O dólar fechou nesta quarta-feira (2) a R$ 5,10, queda de 0,92%, após a divulgação de pesquisa da Quaest que indica empate técnico entre o presidente Luiz Inácio Lula da Silva e o senador Flávio Bolsonaro em eventual segundo turno. O resultado marca o terceiro pregão consecutivo de baixa da moeda.
O levantamento mostrou 42% das intenções de voto para Lula e 41% para Flávio Bolsonaro. No primeiro turno, o presidente aparece com 37%, seguido por Flávio, com 30%, e Augusto Cury, do Avante, com 10%. A apuração indica que investidores veem na possibilidade de vitória da oposição um maior compromisso com as contas públicas e a agenda fiscal a partir de 2027.
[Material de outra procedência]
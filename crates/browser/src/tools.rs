//! Browser tools exposed to agents.
//!
//! Thin wrappers over [`BrowserSession`]; each reports the page's
//! current URL in `details` so the runtime can fire page-operations
//! lookups, and translates a closed page into a message the agent can
//! act on.

use std::sync::Arc;

use serde::Deserialize;
use serde_json::Value;

use ami_domain::error::{Error, Result};
use ami_domain::event::{EventAction, TaskEvent};
use ami_tools::{Tool, ToolContext, ToolOutput};

use crate::driver::MouseAction;
use crate::session::{ActionResult, BrowserSession};

fn to_output(result: ActionResult) -> ToolOutput {
    let mut out = ToolOutput::text(result.message.clone());
    if !result.details.is_null() {
        out = out.with_details(result.details);
    }
    out
}

// ━━━━━━━━━━━━━━━━━━━━━━━━━━━━━━━━━━━━━━━━━━━━━━━━━━━━━━━━━━━━━━━━━━
// browser_visit_page
// ━━━━━━━━━━━━━━━━━━━━━━━━━━━━━━━━━━━━━━━━━━━━━━━━━━━━━━━━━━━━━━━━━━

pub struct VisitPageTool {
    session: Arc<BrowserSession>,
}

impl VisitPageTool {
    pub fn new(session: Arc<BrowserSession>) -> Self {
        Self { session }
    }
}

#[async_trait::async_trait]
impl Tool for VisitPageTool {
    fn name(&self) -> &str {
        "browser_visit_page"
    }
    fn label(&self) -> &str {
        "Visit Page"
    }
    fn description(&self) -> &str {
        "Navigate the browser to a URL. Follow with browser_snapshot to see the page."
    }
    fn parameters(&self) -> Value {
        serde_json::json!({
            "type": "object",
            "properties": {
                "url": { "type": "string", "description": "Absolute URL to open" }
            },
            "required": ["url"]
        })
    }
    async fn execute(&self, _call_id: &str, params: Value, ctx: &ToolContext) -> Result<ToolOutput> {
        let url = params
            .get("url")
            .and_then(|v| v.as_str())
            .ok_or_else(|| Error::InvalidInput("missing 'url'".into()))?;
        let result = self.session.visit(&ctx.task_id, url).await?;
        Ok(to_output(result))
    }
}

// ━━━━━━━━━━━━━━━━━━━━━━━━━━━━━━━━━━━━━━━━━━━━━━━━━━━━━━━━━━━━━━━━━━
// browser_click / browser_type / browser_select
// ━━━━━━━━━━━━━━━━━━━━━━━━━━━━━━━━━━━━━━━━━━━━━━━━━━━━━━━━━━━━━━━━━━

pub struct ClickTool {
    session: Arc<BrowserSession>,
}

impl ClickTool {
    pub fn new(session: Arc<BrowserSession>) -> Self {
        Self { session }
    }
}

#[async_trait::async_trait]
impl Tool for ClickTool {
    fn name(&self) -> &str {
        "browser_click"
    }
    fn label(&self) -> &str {
        "Click"
    }
    fn description(&self) -> &str {
        "Click an element by its snapshot ref (e.g. 'e3'). Reports if a new tab opened."
    }
    fn parameters(&self) -> Value {
        serde_json::json!({
            "type": "object",
            "properties": {
                "ref": { "type": "string", "description": "Element ref from the latest snapshot" }
            },
            "required": ["ref"]
        })
    }
    async fn execute(&self, _call_id: &str, params: Value, ctx: &ToolContext) -> Result<ToolOutput> {
        let ref_id = params
            .get("ref")
            .and_then(|v| v.as_str())
            .ok_or_else(|| Error::InvalidInput("missing 'ref'".into()))?;
        let result = self.session.click(&ctx.task_id, ref_id).await?;
        Ok(to_output(result))
    }
}

#[derive(Debug, Deserialize)]
struct TypeRequest {
    #[serde(rename = "ref")]
    ref_id: String,
    text: String,
    #[serde(default)]
    press_enter: bool,
}

pub struct TypeTool {
    session: Arc<BrowserSession>,
}

impl TypeTool {
    pub fn new(session: Arc<BrowserSession>) -> Self {
        Self { session }
    }
}

#[async_trait::async_trait]
impl Tool for TypeTool {
    fn name(&self) -> &str {
        "browser_type"
    }
    fn label(&self) -> &str {
        "Type"
    }
    fn description(&self) -> &str {
        "Type text into an element by ref; optionally press Enter afterwards."
    }
    fn parameters(&self) -> Value {
        serde_json::json!({
            "type": "object",
            "properties": {
                "ref": { "type": "string", "description": "Element ref from the latest snapshot" },
                "text": { "type": "string", "description": "Text to type" },
                "press_enter": { "type": "boolean", "description": "Press Enter after typing" }
            },
            "required": ["ref", "text"]
        })
    }
    async fn execute(&self, _call_id: &str, params: Value, ctx: &ToolContext) -> Result<ToolOutput> {
        let req: TypeRequest =
            serde_json::from_value(params).map_err(|e| Error::InvalidInput(e.to_string()))?;
        let result = self
            .session
            .type_text(&ctx.task_id, &req.ref_id, &req.text)
            .await?;
        if !result.success {
            return Ok(to_output(result));
        }
        let result = if req.press_enter {
            self.session.enter(&ctx.task_id).await?
        } else {
            result
        };
        Ok(to_output(result))
    }
}

pub struct SelectTool {
    session: Arc<BrowserSession>,
}

impl SelectTool {
    pub fn new(session: Arc<BrowserSession>) -> Self {
        Self { session }
    }
}

#[async_trait::async_trait]
impl Tool for SelectTool {
    fn name(&self) -> &str {
        "browser_select"
    }
    fn label(&self) -> &str {
        "Select"
    }
    fn description(&self) -> &str {
        "Choose an option in a select element by ref."
    }
    fn parameters(&self) -> Value {
        serde_json::json!({
            "type": "object",
            "properties": {
                "ref": { "type": "string", "description": "Element ref from the latest snapshot" },
                "value": { "type": "string", "description": "Option value to select" }
            },
            "required": ["ref", "value"]
        })
    }
    async fn execute(&self, _call_id: &str, params: Value, ctx: &ToolContext) -> Result<ToolOutput> {
        let ref_id = params
            .get("ref")
            .and_then(|v| v.as_str())
            .ok_or_else(|| Error::InvalidInput("missing 'ref'".into()))?;
        let value = params
            .get("value")
            .and_then(|v| v.as_str())
            .ok_or_else(|| Error::InvalidInput("missing 'value'".into()))?;
        let result = self.session.select(&ctx.task_id, ref_id, value).await?;
        Ok(to_output(result))
    }
}

// ━━━━━━━━━━━━━━━━━━━━━━━━━━━━━━━━━━━━━━━━━━━━━━━━━━━━━━━━━━━━━━━━━━
// Keys / scroll / history / mouse
// ━━━━━━━━━━━━━━━━━━━━━━━━━━━━━━━━━━━━━━━━━━━━━━━━━━━━━━━━━━━━━━━━━━

pub struct PressKeysTool {
    session: Arc<BrowserSession>,
}

impl PressKeysTool {
    pub fn new(session: Arc<BrowserSession>) -> Self {
        Self { session }
    }
}

#[async_trait::async_trait]
impl Tool for PressKeysTool {
    fn name(&self) -> &str {
        "browser_press_keys"
    }
    fn label(&self) -> &str {
        "Press Keys"
    }
    fn description(&self) -> &str {
        "Press one or more keys (e.g. [\"Control\", \"a\"] or [\"Enter\"])."
    }
    fn parameters(&self) -> Value {
        serde_json::json!({
            "type": "object",
            "properties": {
                "keys": { "type": "array", "items": { "type": "string" },
                          "description": "Keys pressed together" }
            },
            "required": ["keys"]
        })
    }
    async fn execute(&self, _call_id: &str, params: Value, ctx: &ToolContext) -> Result<ToolOutput> {
        let keys: Vec<String> = params
            .get("keys")
            .and_then(|v| serde_json::from_value(v.clone()).ok())
            .ok_or_else(|| Error::InvalidInput("missing 'keys'".into()))?;
        if keys.is_empty() {
            return Err(Error::InvalidInput("'keys' must not be empty".into()));
        }
        let result = self.session.press_keys(&ctx.task_id, &keys).await?;
        Ok(to_output(result))
    }
}

pub struct ScrollTool {
    session: Arc<BrowserSession>,
}

impl ScrollTool {
    pub fn new(session: Arc<BrowserSession>) -> Self {
        Self { session }
    }
}

#[async_trait::async_trait]
impl Tool for ScrollTool {
    fn name(&self) -> &str {
        "browser_scroll"
    }
    fn label(&self) -> &str {
        "Scroll"
    }
    fn description(&self) -> &str {
        "Scroll the page up/down/left/right by a pixel amount."
    }
    fn parameters(&self) -> Value {
        serde_json::json!({
            "type": "object",
            "properties": {
                "direction": { "type": "string", "enum": ["up", "down", "left", "right"] },
                "px": { "type": "integer", "description": "Distance in pixels (default 600)" }
            },
            "required": ["direction"]
        })
    }
    async fn execute(&self, _call_id: &str, params: Value, ctx: &ToolContext) -> Result<ToolOutput> {
        let direction = params
            .get("direction")
            .and_then(|v| v.as_str())
            .ok_or_else(|| Error::InvalidInput("missing 'direction'".into()))?;
        let px = params.get("px").and_then(|v| v.as_i64()).unwrap_or(600);
        let result = self.session.scroll(&ctx.task_id, direction, px).await?;
        Ok(to_output(result))
    }
}

/// Shared by browser_back / browser_forward.
pub struct HistoryTool {
    session: Arc<BrowserSession>,
    delta: i32,
}

impl HistoryTool {
    pub fn back(session: Arc<BrowserSession>) -> Self {
        Self { session, delta: -1 }
    }
    pub fn forward(session: Arc<BrowserSession>) -> Self {
        Self { session, delta: 1 }
    }
}

#[async_trait::async_trait]
impl Tool for HistoryTool {
    fn name(&self) -> &str {
        if self.delta < 0 {
            "browser_back"
        } else {
            "browser_forward"
        }
    }
    fn label(&self) -> &str {
        if self.delta < 0 {
            "Back"
        } else {
            "Forward"
        }
    }
    fn description(&self) -> &str {
        if self.delta < 0 {
            "Go back one page in history."
        } else {
            "Go forward one page in history."
        }
    }
    fn parameters(&self) -> Value {
        serde_json::json!({"type": "object", "properties": {}})
    }
    async fn execute(&self, _call_id: &str, _params: Value, ctx: &ToolContext) -> Result<ToolOutput> {
        let result = self.session.history(&ctx.task_id, self.delta).await?;
        Ok(to_output(result))
    }
}

pub struct MouseControlTool {
    session: Arc<BrowserSession>,
}

impl MouseControlTool {
    pub fn new(session: Arc<BrowserSession>) -> Self {
        Self { session }
    }
}

#[async_trait::async_trait]
impl Tool for MouseControlTool {
    fn name(&self) -> &str {
        "browser_mouse_control"
    }
    fn label(&self) -> &str {
        "Mouse"
    }
    fn description(&self) -> &str {
        "Raw mouse action at page coordinates: click, dblclick, or right_click."
    }
    fn parameters(&self) -> Value {
        serde_json::json!({
            "type": "object",
            "properties": {
                "x": { "type": "number" },
                "y": { "type": "number" },
                "action": { "type": "string", "enum": ["click", "dblclick", "right_click"] }
            },
            "required": ["x", "y", "action"]
        })
    }
    async fn execute(&self, _call_id: &str, params: Value, ctx: &ToolContext) -> Result<ToolOutput> {
        let x = params
            .get("x")
            .and_then(|v| v.as_f64())
            .ok_or_else(|| Error::InvalidInput("missing 'x'".into()))?;
        let y = params
            .get("y")
            .and_then(|v| v.as_f64())
            .ok_or_else(|| Error::InvalidInput("missing 'y'".into()))?;
        let action = match params.get("action").and_then(|v| v.as_str()) {
            Some("click") => MouseAction::Click,
            Some("dblclick") => MouseAction::DoubleClick,
            Some("right_click") => MouseAction::RightClick,
            other => {
                return Err(Error::InvalidInput(format!(
                    "unknown mouse action {other:?}"
                )))
            }
        };
        let result = self.session.mouse_control(&ctx.task_id, x, y, action).await?;
        Ok(to_output(result))
    }
}

// ━━━━━━━━━━━━━━━━━━━━━━━━━━━━━━━━━━━━━━━━━━━━━━━━━━━━━━━━━━━━━━━━━━
// Snapshot / screenshot
// ━━━━━━━━━━━━━━━━━━━━━━━━━━━━━━━━━━━━━━━━━━━━━━━━━━━━━━━━━━━━━━━━━━

pub struct SnapshotTool {
    session: Arc<BrowserSession>,
}

impl SnapshotTool {
    pub fn new(session: Arc<BrowserSession>) -> Self {
        Self { session }
    }
}

#[async_trait::async_trait]
impl Tool for SnapshotTool {
    fn name(&self) -> &str {
        "browser_snapshot"
    }
    fn label(&self) -> &str {
        "Snapshot"
    }
    fn description(&self) -> &str {
        "List the page's interactive elements with their refs."
    }
    fn parameters(&self) -> Value {
        serde_json::json!({"type": "object", "properties": {}})
    }
    async fn execute(&self, _call_id: &str, _params: Value, ctx: &ToolContext) -> Result<ToolOutput> {
        match self.session.snapshot(&ctx.task_id).await {
            Ok(snap) => {
                let url = snap.url.clone();
                Ok(ToolOutput::text(snap.render())
                    .with_details(serde_json::json!({ "current_url": url })))
            }
            Err(Error::BrowserPageClosed) => Ok(ToolOutput::text(
                "The browser page was closed. Navigate to the URL again to continue.",
            )),
            Err(e) => Err(e),
        }
    }
}

pub struct ScreenshotTool {
    session: Arc<BrowserSession>,
}

impl ScreenshotTool {
    pub fn new(session: Arc<BrowserSession>) -> Self {
        Self { session }
    }
}

#[async_trait::async_trait]
impl Tool for ScreenshotTool {
    fn name(&self) -> &str {
        "browser_screenshot"
    }
    fn label(&self) -> &str {
        "Screenshot"
    }
    fn description(&self) -> &str {
        "Capture the current page as an image (also streamed to the UI)."
    }
    fn parameters(&self) -> Value {
        serde_json::json!({"type": "object", "properties": {}})
    }
    async fn execute(&self, _call_id: &str, _params: Value, ctx: &ToolContext) -> Result<ToolOutput> {
        let (data_uri, url, title) = self.session.screenshot(&ctx.task_id).await?;

        if let Some(events) = &ctx.events {
            events.emit(TaskEvent::new(
                &ctx.task_id,
                EventAction::Screenshot {
                    data_uri: data_uri.clone(),
                    url: url.clone(),
                    title: title.clone(),
                    tab_id: None,
                    webview_id: None,
                },
            ));
        }

        Ok(
            ToolOutput::text(format!("Captured screenshot of {title} ({url})"))
                .with_details(serde_json::json!({ "current_url": url })),
        )
    }
}

/// The full browser tool set for one session.
pub fn browser_toolset(session: Arc<BrowserSession>) -> Vec<Arc<dyn Tool>> {
    vec![
        Arc::new(VisitPageTool::new(session.clone())),
        Arc::new(SnapshotTool::new(session.clone())),
        Arc::new(ClickTool::new(session.clone())),
        Arc::new(TypeTool::new(session.clone())),
        Arc::new(SelectTool::new(session.clone())),
        Arc::new(PressKeysTool::new(session.clone())),
        Arc::new(ScrollTool::new(session.clone())),
        Arc::new(HistoryTool::back(session.clone())),
        Arc::new(HistoryTool::forward(session.clone())),
        Arc::new(MouseControlTool::new(session.clone())),
        Arc::new(ScreenshotTool::new(session)),
    ]
}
O Ibovespa acompanhou o movimento e subiu 3,05%, fechando aos 185.205,09 pontos, o maior patamar desde maio. O índice foi impulsionado por ações do Banco do Brasil, que subiram 5,50%, além de Vale e Petrobras. O ETF de ações brasileiras em Nova York, o EWZ, disparou 4,16% no dia.
Eduardo Velho, economista-chefe da Bravonte Capital, afirmou que a valorização do real ocorre com o aumento da probabilidade de mudança na política econômica. O cenário é agravado por revelações sobre a relação entre o ex-banqueiro Daniel Vorcaro e o ministro do Supremo Tribunal Federal (STF), Alexandre de Moraes, além de investigações envolvendo o filho do presidente.
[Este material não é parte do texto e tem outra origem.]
impl Executor {
    pub fn new(
        executor_id: impl Into<String>,
        label: impl Into<String>,
        task: Arc<TaskState>,
        subtasks: Vec<Subtask>,
        agents: HashMap<AgentType, Agent>,
        memory: Arc<dyn MemoryProvider>,
        browser: Option<Arc<BrowserSession>>,
        max_retries: u32,
    ) -> Self {
        let shared = Arc::new(ExecutorShared {
            executor_id: executor_id.into(),
            label: label.into(),
            started_at: Utc::now(),
            task,
            plan: Mutex::new(subtasks),
            paused: AtomicBool::new(false),
            stop: CancellationToken::new(),
            handoff: Mutex::new(None),
            current_subtask: Mutex::new(None),
            dyn_counter: Mutex::new(HashMap::new()),
            steering: Arc::new(SteeringQueue::new(128)),
        });
        Self {
            shared,
            agents,
            memory,
            browser,
            max_retries,
        }
    }

    pub fn shared(&self) -> Arc<ExecutorShared> {
        self.shared.clone()
    }

    async fn wait_while_paused(&self, task: &TaskState) {
        task.wait_if_paused().await;
        while self.shared.is_paused() && !task.is_cancelled() && !self.shared.is_stopped() {
            tokio::time::sleep(Duration::from_millis(25)).await;
        }
    }

    /// Drive the plan to completion. Returns the final subtask list.
    pub async fn run(&mut self) -> Result<Vec<Subtask>> {
        let task = self.shared.task.clone();
        let executor_id = self.shared.executor_id.clone();

        loop {
            if task.is_cancelled() || self.shared.is_stopped() {
                return Err(Error::Cancelled("executor stopped".into()));
            }
            self.wait_while_paused(&task).await;
            if task.is_cancelled() || self.shared.is_stopped() {
                return Err(Error::Cancelled("executor stopped".into()));
            }

            let Some(subtask) = self.shared.next_ready() else {
                // Pending subtasks whose dependencies failed can never
                // run; fail them and finish.
                let stuck = self.shared.stuck_pending();
                if stuck.is_empty() {
                    break;
                }
                for id in stuck {
                    self.shared.set_result(&id, "");
                    self.shared.set_state(&id, SubtaskState::Failed);
                    self.shared.emit(EventAction::WorkerFailed {
                        subtask_id: id,
                        error: "a dependency failed".into(),
                    });
                }
                continue;
            };

            self.shared.emit(EventAction::WorkerStarted {
                subtask_id: subtask.id.clone(),
                agent_type: subtask.agent_type,
            });
            self.shared.emit(EventAction::SubtaskState {
                subtask_id: subtask.id.clone(),
                state: SubtaskState::Running,
            });
            *self.shared.current_subtask.lock() = Some(subtask.id.clone());
            *self.shared.handoff.lock() = None;

            let dep_results = self.dependency_results(&subtask);
            let prompt = build_subtask_prompt(&task.prompt, &subtask, &dep_results);

            let outcome = if self.agents.contains_key(&subtask.agent_type) {
                self.run_subtask(&task, &subtask, &prompt).await
            } else {
                Err(Error::Config(format!(
                    "no agent configured for type '{}'",
                    subtask.agent_type.as_str()
                )))
            };

            *self.shared.current_subtask.lock() = None;

            match outcome {
                Ok(result) => {
                    self.shared.set_result(&subtask.id, &result);
                    self.shared.set_state(&subtask.id, SubtaskState::Done);
                    self.shared.emit(EventAction::WorkerCompleted {
                        subtask_id: subtask.id.clone(),
                        result_preview: Some(preview(&result, 200)),
                    });
                }
                Err(e) if e.is_cancelled() => {
                    self.shared.set_state(&subtask.id, SubtaskState::Failed);
                    self.cleanup_browser(&task).await;
                    return Err(e);
                }
                Err(e) => {
                    self.shared.set_result(&subtask.id, "");
                    self.shared.set_state(&subtask.id, SubtaskState::Failed);
                    self.shared.emit(EventAction::WorkerFailed {
                        subtask_id: subtask.id.clone(),
                        error: e.to_string(),
                    });
                }
            }

            if subtask.agent_type == AgentType::Browser {
                self.cleanup_browser(&task).await;
            }

            // Refresh the task's global subtask projection.
            let ids: Vec<String> = self.shared.plan.lock().iter().map(|s| s.id.clone()).collect();
            task.update_subtasks_for(&ids, self.shared.snapshot());
        }

        tracing::info!(executor_id, "executor finished");
        Ok(self.shared.subtasks())
    }

    /// One subtask through the retry loop. Returns its result text.
    async fn run_subtask(
        &mut self,
        task: &Arc<TaskState>,
        subtask: &Subtask,
        prompt: &str,
    ) -> Result<String> {
        // Take the agent out of the pool for the duration of the
        // subtask; reinserted on every exit path.
        let mut agent = self
            .agents
            .remove(&subtask.agent_type)
            .expect("checked by caller");
        let outcome = self
            .run_subtask_with_agent(&mut agent, task, subtask, prompt)
            .await;
        self.agents.insert(subtask.agent_type, agent);
        outcome
    }

    async fn run_subtask_with_agent(
        &self,
        agent: &mut Agent,
        task: &Arc<TaskState>,
        subtask: &Subtask,
        prompt: &str,
    ) -> Result<String> {
        let shared = self.shared.clone();

        agent.executor_id = Some(shared.executor_id.clone());
        agent.set_steering_queue(shared.steering_queue());
        agent.steering_enabled = true;

        let review: Arc<dyn Tool> = Arc::new(ReviewContextTool {
            shared: shared.clone(),
        });
        let split: Arc<dyn Tool> = Arc::new(SplitHandoffTool {
            shared: shared.clone(),
        });

        let mut last_err: Option<Error> = None;

        for attempt in 0..=self.max_retries {
            agent.reset();
            agent.set_workflow_guide(subtask.workflow_guide.clone());
            agent.install_tools([review.clone(), split.clone()]);

            // Attempt-scoped recorder (browser subtasks only).
            let recorder = match (&self.browser, subtask.agent_type) {
                (Some(browser), AgentType::Browser) => {
                    match browser.page_for(&task.task_id).await {
                        Ok(page) => BehaviorRecorder::start(browser.driver(), page).await.ok(),
                        Err(e) => {
                            tracing::debug!(error = %e, "recorder unavailable for subtask");
                            None
                        }
                    }
                }
                _ => None,
            };

            match agent.step(task, prompt).await {
                Ok(outcome) => {
                    let result = shared
                        .handoff
                        .lock()
                        .take()
                        .unwrap_or(outcome.text);
                    agent.uninstall_tools(REPLAN_TOOL_NAMES);
                    agent.steering_enabled = false;

                    // Online learning: persist the recording on success.
                    if let Some(recorder) = recorder {
                        self.persist_recording(task, &subtask.id, recorder).await;
                    }
                    return Ok(result);
                }
                Err(e) if e.is_cancelled() => {
                    agent.uninstall_tools(REPLAN_TOOL_NAMES);
                    agent.steering_enabled = false;
                    return Err(e);
                }
                Err(e) => {
                    // Recorder data from a failed attempt is discarded.
                    drop(recorder);
                    shared.incr_retry(&subtask.id);
                    shared.emit(EventAction::WorkerFailed {
                        subtask_id: subtask.id.clone(),
                        error: format!("attempt {}: {e}", attempt + 1),
                    });
                    last_err = Some(e);
                }
            }
        }

        agent.uninstall_tools(REPLAN_TOOL_NAMES);
        agent.steering_enabled = false;
        Err(last_err.unwrap_or_else(|| Error::Other("retries exhausted".into())))
    }

    async fn persist_recording(
        &self,
        task: &TaskState,
        subtask_id: &str,
        recorder: BehaviorRecorder,
    ) {
        let operations = match recorder.finish().await {
            Ok(ops) => ops,
            Err(e) => {
                tracing::debug!(error = %e, "recorder drain failed, discarding");
                return;
            }
        };
        if operations.is_empty() {
            return;
        }
        let count = operations.len();
        let request = MemoryAddRequest {
            session_id: format!("{}_{}", task.task_id, subtask_id),
            operations,
            skip_cognitive_phrase: true,
        };
        match self.memory.add_operations(request).await {
            Ok(()) => {
                self.shared.emit(EventAction::MemoryEvent {
                    message: format!("recorded {count} operations from {subtask_id}"),
                });
            }
            Err(e) => tracing::warn!(error = %e, "memory write failed, recording discarded"),
        }
    }

    async fn cleanup_browser(&self, task: &TaskState) {
        if let Some(browser) = &self.browser {
            browser.cleanup_task(&task.task_id).await;
        }
    }

    fn dependency_results(&self, subtask: &Subtask) -> Vec<(String, String)> {
        let plan = self.shared.plan.lock();
        subtask
            .depends_on
            .iter()
            .filter_map(|dep| {
                plan.iter()
                    .find(|s| &s.id == dep && !s.result.is_empty())
                    .map(|s| (s.id.clone(), s.result.clone()))
            })
            .collect()
    }
}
Os juros futuros na B3 também fecharam em queda. A taxa do DI para janeiro de 2027 recuou para 13,575%. Agentes do mercado atribuem a baixa ao trade eleitoral e a dados da produção industrial de julho, publicados pelo Instituto Brasileiro de Geografia e Estatística (IBGE), que sinalizam economia fraca no terceiro trimestre.
No cenário externo, o petróleo Brent para novembro subiu 1,04%, a US$ 95,63 o barril, devido a incertezas no Oriente Médio. Nos Estados Unidos, o relatório ADP mostrou a criação de 38 mil vagas no setor privado em agosto, ritmo mais lento desde janeiro, enquanto investidores aguardam o payroll de sexta-feira (4).